La sacerdotisa asintió con la cabeza.

—Un linaje digno. Steel Uth Matar Brightblade, ¿te consagras en cuerpo, corazón y alma a su Oscura Majestad, Takhisis, Reina de la Oscuridad, Guerrero Oscuro, Reina de los Dragones, la de las Mil Caras?

—Sí —respondió sosegadamente Steel.

La sacerdotisa esbozó una sonrisa enigmática.

—¿En cuerpo, corazón y alma, Steel Uth Matar Brightblade? —repitió.

—Sí, por supuesto —respondió, molesto. Aquello no formaba parte del ritual, como le habían enseñado—. ¿Por qué lo ponéis en duda?

Como respuesta, la sacerdotisa agarró una fina cadena de acero que rodeaba el cuello del caballero y tiró mostrando lo que colgaba de ella.

Era una joya elfa, tallada en forma de estrella, pálida y brillante.

—¿Qué es esto? —siseó la sacerdotisa.

Steel se encogió de hombros y soltó una risa.

—Lo robé del cuerpo de mi padre, al tiempo que robé su espada. Los caballeros estaban furiosos. ¡Les metí el miedo en el cuerpo!

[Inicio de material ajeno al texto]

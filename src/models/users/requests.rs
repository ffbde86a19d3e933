use super::entities::UserRole;
use serde::Deserialize;
use ts_rs::TS;

// 用户创建请求
//
// 服务层在写入存储之前会把 password 替换为 argon2 哈希
#[derive(Debug, Deserialize, TS)]
#[ts(export, export_to = "../dashboard/src/types/generated/user.ts")]
pub struct CreateUserRequest {
    pub username: String,
    pub github_id: String,
    pub password: String,
    #[serde(default)]
    pub role: Option<UserRole>,
    pub first_name: Option<String>,
    pub last_name: Option<String>,
}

Sus palabras eran osadas, pero resonaron demasiado altas, huecas y discordantes, en el silencio del templo.

La sacerdotisa rozó la joya con la yema de un dedo, cautelosamente.

Se produjo un destello de luz blanca y un sonido siseante. La mujer retiró la mano bruscamente y soltó un penetrante grito de dolor.

—¡Es un artefacto del Bien! —Escupió la última palabra—. No puedo tocarlo. Nadie que sea un verdadero servidor de su Oscura Majestad puede tocar esa maldita joya. Y, sin embargo, tú puedes, Steel Brightblade, la llevas con impunidad.

Steel, mortalmente pálido, la miró consternado.

—¡Renunciaré a ella! Me la quitaré —gritó. Su mano se cerró sobre la joya, que irradiaba una brillante luz en medio de la oscuridad—. Sólo es una baratija. ¡No significa nada para mí!